Trace The Design Onto A Piece Of Wood And Cut Accordingly. Next, Sand The Edges Down Until You Feel They Are Smooth Enough. Afterwards, Sand Or Grind Grooves For The Bands To Rest In. These Grooves Are Marked By The Very Thick Brown Marks Directly Above The Holes. They Should Be About 1/8" Deep, On The Corner Edge Facing Away From You, And As Wide As Your Tubes/Bands. Now You Can Stain, Coat Or Do Any Extra Sanding That You Desire To Make The Slingshot The Way You Want. Next, Drill The Holes In The Marked Locations, They Should Be The Same Height On The Slingshot. If You Plan On Putting The Tubes/Bands Through The Wood Then Drill All The Way Through With The Desired Size Drill Bit. If You Plan On Putting Eye Screws In Drill 3/4 Of The Way Through With The Correct Size Drill Bit, Then Insert The Correct Size Eye Screw For Whatever Tubes/Bands You Are Using. If The Screw Is Too Long Clip Off The Tip Until It Fits With The Eye Being The Only Part Of The Screw Protruding From The Wood. For Extra Precaution Put A Drop Of Super Glue Into The Holes To Keep The Screws Extra Snug. The Tubes Should Fit Through The Eyes Very Snugly. Make Sure Your Tubes/Bands Are Attached Firmly To The Slingshot, And Make Sure That The Eye Screws Are Strong And Firmly Attached To The Slingshot. Using A Stronger Wood Would Be Preferred As Nobody Wants An Eye Screw Tearing Out And Whipping Into Their Face.
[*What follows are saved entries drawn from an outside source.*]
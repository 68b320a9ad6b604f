//! Command line front end: extend, prune and shake query documents stored in files.
use std::fs;
use std::io;
use std::path::Path;
use std::path::PathBuf;

use anyhow::Context;
use anyhow::Result;
use apollo_compiler::ast;
use clap::Parser;
use query_composer::ColumnSelection;
use query_composer::ExtendOptions;
use query_composer::Extender;
use query_composer::ListPruner;
use query_composer::PruneOptions;
use serde::Deserialize;
use tracing_subscriber::EnvFilter;

/// CLI arguments. See <https://docs.rs/clap/latest/clap/_derive/index.html>
#[derive(Parser)]
struct Args {
    /// Log level (off|error|warn|info|debug|trace), overridden by `RUST_LOG`.
    #[arg(long = "log", default_value = "warn", global = true)]
    log_level: String,

    /// YAML file holding `extend` and `prune` options.
    #[arg(long = "config", global = true)]
    config_path: Option<PathBuf>,

    #[command(subcommand)]
    command: Command,
}

#[derive(clap::Subcommand)]
enum Command {
    /// Grafts one or more extension documents onto a base query document
    Extend {
        /// The path to the base document, or `-` for stdin
        base: PathBuf,
        /// Paths to extension documents, applied in order
        #[arg(required = true)]
        extensions: Vec<PathBuf>,
    },
    /// Shrinks the items of a list query to the given columns
    Prune {
        /// The path to the list query document, or `-` for stdin
        document: PathBuf,
        /// The path to a JSON array of `{ "name": ..., "isCustomField": ... }` columns
        columns: PathBuf,
        /// Root field of the list query, overriding the configuration
        #[arg(long)]
        list_field: Option<String>,
    },
    /// Removes unused fragment and variable definitions
    Shake {
        /// The path to the document, or `-` for stdin
        document: PathBuf,
    },
}

/// Contents of the `--config` file.
#[derive(Debug, Default, Deserialize)]
#[serde(default, deny_unknown_fields)]
struct Config {
    extend: ExtendOptions,
    prune: PruneOptions,
}

fn main() -> Result<()> {
    let args = Args::parse();

    let env_filter = std::env::var("RUST_LOG").unwrap_or(args.log_level);
    tracing_subscriber::fmt()
        .with_env_filter(EnvFilter::try_new(&env_filter).context("could not parse log level")?)
        .with_writer(io::stderr)
        .init();

    let config = match &args.config_path {
        Some(path) => load_config(path)?,
        None => Config::default(),
    };
    let output = match args.command {
        Command::Extend { base, extensions } => extend(config.extend, &base, &extensions)?,
        Command::Prune {
            document,
            columns,
            list_field,
        } => {
            let mut options = config.prune;
            if list_field.is_some() {
                options.list_field = list_field;
            }
            prune(options, &document, &columns)?
        }
        Command::Shake { document } => query_composer::shake(&parse(&document)?),
    };
    println!("{}", output);
    Ok(())
}

fn extend(options: ExtendOptions, base: &Path, extensions: &[PathBuf]) -> Result<ast::Document> {
    let base = parse(base)?;
    let extender = Extender::new(options);
    extensions.iter().try_fold(base, |document, path| {
        let extension = read(path)?;
        extender
            .extend(&document, extension)
            .with_context(|| format!("could not apply extension {}", path.display()))
    })
}

fn prune(options: PruneOptions, document: &Path, columns: &Path) -> Result<ast::Document> {
    let document = parse(document)?;
    let columns: Vec<ColumnSelection> = serde_json::from_str(&read(columns)?)
        .with_context(|| format!("could not parse columns in {}", columns.display()))?;
    tracing::debug!(columns = columns.len(), "pruning list query");
    Ok(ListPruner::new(options).prune(&document, &columns))
}

fn load_config(path: &Path) -> Result<Config> {
    serde_yaml::from_str(&read(path)?)
        .with_context(|| format!("could not parse configuration {}", path.display()))
}

fn parse(path: &Path) -> Result<ast::Document> {
    let source = read(path)?;
    ast::Document::parse(source, path).map_err(|invalid| {
        anyhow::anyhow!(query_composer::ParseErrors::from(invalid))
            .context(format!("could not parse {}", path.display()))
    })
}

/// Reads a file, or stdin when the path is `-`.
fn read(path: &Path) -> Result<String> {
    if path == Path::new("-") {
        io::read_to_string(io::stdin()).context("could not read stdin")
    } else {
        fs::read_to_string(path).with_context(|| format!("could not read {}", path.display()))
    }
}
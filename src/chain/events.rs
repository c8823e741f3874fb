use super::Todos;
use alloy::{
    primitives::{Address, B256, TxHash, U256},
    providers::DynProvider,
    rpc::types::Log,
    sol_types::SolEvent,
};
use futures::{Stream, StreamExt, stream::BoxStream};
use serde::Serialize;
use std::{
    fmt,
    pin::Pin,
    task::{Context, Poll},
};

#[derive(Debug, Clone, Copy, PartialEq, Eq, Hash, Serialize)]
pub enum TodoEventKind {
    Created,
    Updated,
    Deleted,
}

impl TodoEventKind {
    pub const ALL: [TodoEventKind; 3] = [
        TodoEventKind::Created,
        TodoEventKind::Updated,
        TodoEventKind::Deleted,
    ];

    pub fn signature_hash(self) -> B256 {
        match self {
            TodoEventKind::Created => Todos::TodoCreated::SIGNATURE_HASH,
            TodoEventKind::Updated => Todos::TodoUpdated::SIGNATURE_HASH,
            TodoEventKind::Deleted => Todos::TodoDeleted::SIGNATURE_HASH,
        }
    }

    pub fn label(self) -> &'static str {
        match self {
            TodoEventKind::Created => "TodoCreated",
            TodoEventKind::Updated => "TodoUpdated",
            TodoEventKind::Deleted => "TodoDeleted",
        }
    }

    pub fn verb(self) -> &'static str {
        match self {
            TodoEventKind::Created => "created",
            TodoEventKind::Updated => "updated",
            TodoEventKind::Deleted => "deleted",
        }
    }
}

impl fmt::Display for TodoEventKind {
    fn fmt(&self, f: &mut fmt::Formatter<'_>) -> fmt::Result {
        f.write_str(self.label())
    }
}

/// A decoded `Todo*` log entry.
#[derive(Debug, Clone, PartialEq, Eq, Serialize)]
pub struct TodoEvent {
    pub kind: TodoEventKind,
    pub id: U256,
    pub owner: Address,
    pub title: Option<String>,
    pub description: Option<String>,
    pub block_number: Option<u64>,
    pub transaction_hash: Option<TxHash>,
}

impl TodoEvent {
    pub fn decode(kind: TodoEventKind, log: &Log) -> alloy::sol_types::Result<Self> {
        let (id, owner, title, description) = match kind {
            TodoEventKind::Created => {
                let data = log.log_decode::<Todos::TodoCreated>()?.inner.data;
                (data.id, data.owner, Some(data.title), Some(data.description))
            }
            TodoEventKind::Updated => {
                let data = log.log_decode::<Todos::TodoUpdated>()?.inner.data;
                (data.id, data.owner, Some(data.title), Some(data.description))
            }
            TodoEventKind::Deleted => {
                let data = log.log_decode::<Todos::TodoDeleted>()?.inner.data;
                (data.id, data.owner, None, None)
            }
        };
        Ok(Self {
            kind,
            id,
            owner,
            title,
            description,
            block_number: log.block_number,
            transaction_hash: log.transaction_hash,
        })
    }

    pub fn summary(&self) -> String {
        let mut line = format!("#{} {} by {}", self.id, self.kind.verb(), self.owner);
        if let Some(title) = &self.title {
            line.push_str(&format!(" \"{title}\""));
        }
        if let Some(block) = self.block_number {
            line.push_str(&format!(" @{block}"));
        }
        line
    }
}

/// Entries decoded from a single poll of one event filter.
#[derive(Debug, Clone, PartialEq, Eq, Serialize)]
pub struct EventBatch {
    pub kind: TodoEventKind,
    pub entries: Vec<TodoEvent>,
}

impl EventBatch {
    /// Decodes `logs`, skipping entries that do not match the `kind` ABI.
    pub fn decode(kind: TodoEventKind, logs: &[Log]) -> Self {
        let entries = logs
            .iter()
            .filter_map(|log| match TodoEvent::decode(kind, log) {
                Ok(event) => Some(event),
                Err(err) => {
                    tracing::warn!(
                        event = kind.label(),
                        tx = ?log.transaction_hash,
                        %err,
                        "skipping undecodable log"
                    );
                    None
                }
            })
            .collect();
        Self { kind, entries }
    }
}

/// Lazy, unbounded sequence of [`EventBatch`]es for one event kind.
///
/// Ends only when the underlying log poller stops; a finished stream cannot be
/// restarted, open a new one through [`super::ChainContext::watch`] instead.
pub struct EventStream {
    batches: BoxStream<'static, EventBatch>,
    // The poller only holds a weak handle to its client.
    _provider: DynProvider,
}

impl EventStream {
    pub(crate) fn new(batches: BoxStream<'static, EventBatch>, provider: DynProvider) -> Self {
        Self {
            batches,
            _provider: provider,
        }
    }
}

impl Stream for EventStream {
    type Item = EventBatch;

    fn poll_next(mut self: Pin<&mut Self>, cx: &mut Context<'_>) -> Poll<Option<Self::Item>> {
        self.batches.poll_next_unpin(cx)
    }
}
use super::{AlloyTodoWriter, ChainContext, TodoWriter};
use alloy::{
    network::EthereumWallet, primitives::Address, providers::Provider,
    signers::local::PrivateKeySigner, transports::TransportError,
};
use serde::Serialize;
use std::{fmt, sync::Arc};

#[derive(Debug, Clone, Copy, PartialEq, Eq, Default, Serialize)]
#[serde(rename_all = "lowercase")]
pub enum AccountStatus {
    #[default]
    Disconnected,
    Connecting,
    Connected,
}

impl fmt::Display for AccountStatus {
    fn fmt(&self, f: &mut fmt::Formatter<'_>) -> fmt::Result {
        f.write_str(match self {
            AccountStatus::Disconnected => "disconnected",
            AccountStatus::Connecting => "connecting",
            AccountStatus::Connected => "connected",
        })
    }
}

/// Read-only view of the wallet's account, updated only by [`WalletSession`].
#[derive(Debug, Clone, PartialEq, Eq, Default, Serialize)]
pub struct AccountSnapshot {
    pub status: AccountStatus,
    pub addresses: Vec<Address>,
    pub chain_id: Option<u64>,
}

impl AccountSnapshot {
    /// Checksummed addresses rendered as a JSON array.
    pub fn addresses_json(&self) -> String {
        addresses_json(&self.addresses)
    }
}

fn addresses_json(addresses: &[Address]) -> String {
    let checksummed: Vec<String> = addresses
        .iter()
        .map(|address| address.to_checksum(None))
        .collect();
    serde_json::to_string(&checksummed).unwrap_or_else(|_| "[]".into())
}

#[derive(Debug, Clone, Copy, PartialEq, Eq, Default)]
pub enum ConnectStatus {
    #[default]
    Idle,
    Pending,
    Success,
    Error,
}

impl fmt::Display for ConnectStatus {
    fn fmt(&self, f: &mut fmt::Formatter<'_>) -> fmt::Result {
        f.write_str(match self {
            ConnectStatus::Idle => "idle",
            ConnectStatus::Pending => "pending",
            ConnectStatus::Success => "success",
            ConnectStatus::Error => "error",
        })
    }
}

#[derive(Debug)]
pub enum WalletError {
    UnknownConnector(String),
    AlreadyConnecting,
    NoAccounts,
    Transport(TransportError),
}

impl fmt::Display for WalletError {
    fn fmt(&self, f: &mut fmt::Formatter<'_>) -> fmt::Result {
        match self {
            WalletError::UnknownConnector(uid) => write!(f, "unknown connector \"{uid}\""),
            WalletError::AlreadyConnecting => f.write_str("a connection request is already pending"),
            WalletError::NoAccounts => f.write_str("the node did not expose any accounts"),
            WalletError::Transport(err) => write!(f, "{err}"),
        }
    }
}

impl std::error::Error for WalletError {
    fn source(&self) -> Option<&(dyn std::error::Error + 'static)> {
        match self {
            WalletError::Transport(err) => Some(err),
            _ => None,
        }
    }
}

impl From<TransportError> for WalletError {
    fn from(value: TransportError) -> Self {
        WalletError::Transport(value)
    }
}

#[derive(Debug, Clone)]
pub enum ConnectorKind {
    /// Signs locally with a configured key.
    LocalKey(PrivateKeySigner),
    /// Uses the accounts the RPC node exposes through `eth_accounts`.
    NodeAccounts,
}

/// Opaque handle to a way of connecting an account.
#[derive(Debug, Clone)]
pub struct Connector {
    uid: String,
    name: String,
    kind: ConnectorKind,
}

impl Connector {
    pub fn local_key(signer: PrivateKeySigner) -> Self {
        Self {
            uid: format!("local:{:#x}", signer.address()),
            name: "Private Key".into(),
            kind: ConnectorKind::LocalKey(signer),
        }
    }

    pub fn node_accounts() -> Self {
        Self {
            uid: "node-accounts".into(),
            name: "Node Accounts".into(),
            kind: ConnectorKind::NodeAccounts,
        }
    }

    pub fn uid(&self) -> &str {
        &self.uid
    }

    pub fn name(&self) -> &str {
        &self.name
    }

    pub fn kind(&self) -> &ConnectorKind {
        &self.kind
    }

    pub async fn connect(self, chain: ChainContext) -> Result<Connection, WalletError> {
        let (provider, addresses) = match self.kind {
            ConnectorKind::LocalKey(signer) => {
                let address = signer.address();
                let provider = chain
                    .connect_signing_provider(EthereumWallet::from(signer))
                    .await?;
                (provider, vec![address])
            }
            ConnectorKind::NodeAccounts => {
                let provider = chain.connect_provider().await?;
                let accounts = provider.get_accounts().await?;
                if accounts.is_empty() {
                    return Err(WalletError::NoAccounts);
                }
                (provider, accounts)
            }
        };
        let chain_id = provider.get_chain_id().await?;
        let writer = AlloyTodoWriter::new(chain.contract, provider, addresses[0]);
        Ok(Connection {
            connector_uid: self.uid,
            addresses,
            chain_id,
            writer: Arc::new(writer),
        })
    }
}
Please Be Safe With This Slingshot (Or Any Other Slingshot) And Use Safety Goggles To Protect Your Eyes! 
Thank You, And Any Questions You Have I Will Gladly Try And Answer. Have Fun!
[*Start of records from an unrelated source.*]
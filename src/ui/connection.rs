use crate::{
    app::{Action, AppContext, AppResult, AppView, FocusedPane, Message},
    chain::{AccountStatus, ConnectStatus, ConnectorKind},
    components::Component,
};
use crossterm::event::{KeyCode, KeyEvent, KeyModifiers};
use ratatui::{
    Frame,
    layout::Rect,
    style::{Color, Modifier, Style},
    text::{Line, Span},
    widgets::{Block, Borders, Paragraph, Wrap},
};

/// Account status plus the connector list, as the wallet session reports them.
#[derive(Debug, Default)]
pub struct ConnectionPanel {
    selected_index: usize,
}

#[derive(Debug, Clone, PartialEq, Eq)]
pub enum ConnectionCommand {
    MoveUp,
    MoveDown,
    Connect,
    Disconnect,
}

impl ConnectionPanel {
    pub fn command_from_key(event: KeyEvent) -> Option<ConnectionCommand> {
        match (event.modifiers, event.code) {
            (KeyModifiers::NONE, KeyCode::Char('k') | KeyCode::Up) => {
                Some(ConnectionCommand::MoveUp)
            }
            (KeyModifiers::NONE, KeyCode::Char('j') | KeyCode::Down) => {
                Some(ConnectionCommand::MoveDown)
            }
            (_, KeyCode::Enter) => Some(ConnectionCommand::Connect),
            (KeyModifiers::NONE, KeyCode::Char('d')) => Some(ConnectionCommand::Disconnect),
            _ => None,
        }
    }

    fn connector_hint(kind: &ConnectorKind) -> &'static str {
        match kind {
            ConnectorKind::LocalKey(_) => "local signer",
            ConnectorKind::NodeAccounts => "eth_accounts",
        }
    }

    fn connect(&mut self, ctx: &mut AppContext<'_>) -> AppResult<Option<Action>> {
        let Some(uid) = ctx
            .state
            .wallet
            .connectors()
            .get(self.selected_index)
            .map(|connector| connector.uid().to_string())
        else {
            return Ok(None);
        };
        match ctx.state.wallet.begin_connect(&uid) {
            Ok((request, connector)) => {
                tracing::debug!(connector = %uid, "connect requested");
                let chain = ctx.chain.clone();
                ctx.commands.spawn_async(move || async move {
                    let result = connector.connect(chain).await;
                    Message::ConnectFinished { request, result }
                });
                Ok(Some(Action::LoadingStarted(FocusedPane::Connection)))
            }
            Err(err) => Ok(Some(Action::ShowStatus(err.to_string()))),
        }
    }
}

impl Component for ConnectionPanel {
    type Command = ConnectionCommand;

    fn init(&mut self, _ctx: &mut AppContext<'_>) -> AppResult<()> {
        self.selected_index = 0;
        Ok(())
    }

    fn update(
        &mut self,
        command: &Self::Command,
        ctx: &mut AppContext<'_>,
    ) -> AppResult<Option<Action>> {
        match command {
            ConnectionCommand::MoveUp => {
                self.selected_index = self.selected_index.saturating_sub(1);
            }
            ConnectionCommand::MoveDown => {
                let len = ctx.state.wallet.connectors().len();
                if len > 0 {
                    self.selected_index = (self.selected_index + 1).min(len - 1);
                }
            }
            ConnectionCommand::Connect => return self.connect(ctx),
            ConnectionCommand::Disconnect => {
                if ctx.state.wallet.is_connected() {
                    return Ok(Some(Action::Disconnect));
                }
            }
        }
        Ok(None)
    }

    fn render(&mut self, frame: &mut Frame<'_>, area: Rect, ctx: &AppView<'_>) {
        let is_focused = matches!(ctx.state.navigation.focused_pane, FocusedPane::Connection);
        let border_style = if is_focused {
            Style::default()
                .fg(Color::Cyan)
                .add_modifier(Modifier::BOLD)
                .add_modifier(Modifier::UNDERLINED)
        } else {
            Style::default().add_modifier(Modifier::BOLD)
        };
        let label = Style::default().add_modifier(Modifier::BOLD);
        let wallet = &ctx.state.wallet;
        let account = wallet.account();

        let mut lines = vec![
            Line::from(vec![
                Span::styled("Status: ", label),
                Span::raw(account.status.to_string()),
            ]),
            Line::from(vec![
                Span::styled("Addresses: ", label),
                Span::raw(account.addresses_json()),
            ]),
            Line::from(vec![
                Span::styled("Chain ID: ", label),
                Span::raw(
                    account
                        .chain_id
                        .map(|id| id.to_string())
                        .unwrap_or_default(),
                ),
            ]),
        ];

        if account.status == AccountStatus::Connected {
            lines.push(Line::from(""));
            lines.push(Line::from(Span::styled(
                "[d] Disconnect",
                Style::default().fg(Color::Black).bg(Color::Gray),
            )));
        }

        lines.push(Line::from(""));
        lines.push(Line::from(Span::styled("Connect", label)));
        for (index, connector) in wallet.connectors().iter().enumerate() {
            let selected = index == self.selected_index;
            let marker = if selected { "▸ " } else { "  " };
            let style = if selected {
                Style::default()
                    .fg(Color::Cyan)
                    .add_modifier(Modifier::BOLD)
            } else {
                Style::default()
            };
            lines.push(Line::from(vec![
                Span::styled(format!("{marker}{}", connector.name()), style),
                Span::styled(
                    format!(" ({})", Self::connector_hint(connector.kind())),
                    Style::default().fg(Color::DarkGray),
                ),
            ]));
        }

        let status = wallet.connect_status();
        if status != ConnectStatus::Idle {
            let mut text = status.to_string();
            if let Some(secs) = ctx.state.loading.connection.elapsed_secs() {
                text.push_str(&format!(" ({secs}s)"));
            }
            lines.push(Line::from(Span::styled(
                text,
                Style::default().fg(Color::Gray),
            )));
        }
        if let Some(error) = wallet.error() {
            lines.push(Line::from(Span::styled(
                error.to_string(),
                Style::default().fg(Color::Red).add_modifier(Modifier::BOLD),
            )));
        }

        let widget = Paragraph::new(lines).wrap(Wrap { trim: false }).block(
            Block::default()
                .borders(Borders::ALL)
                .title(Line::from("[2] Account").style(border_style)),
        );
        frame.render_widget(widget, area);
    }

    fn tick(&mut self, ctx: &mut AppContext<'_>) -> AppResult<Option<Action>> {
        let len = ctx.state.wallet.connectors().len();
        if self.selected_index >= len {
            self.selected_index = len.saturating_sub(1);
        }
        Ok(None)
    }
}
Click here to download this file


----------



## Marnix (Mar 29, 2014)

Cool, interesting


----------



## Marnix (Mar 29, 2014)

Is it safe to use side pfs? It seems like a flip would be very difficult


----------



## ryguy27 (Nov 8, 2013)

Using The Speed Bump Method You Don't Have To Flip The Slingshot Too Much. I Would Recommend Tilting The Slingshot About 45 Degrees So Any Fork Hits Go Straight Up And Not Towards You.

Also, Use High Quality Eye Screws And Always Check Them Before Each Shot.


----------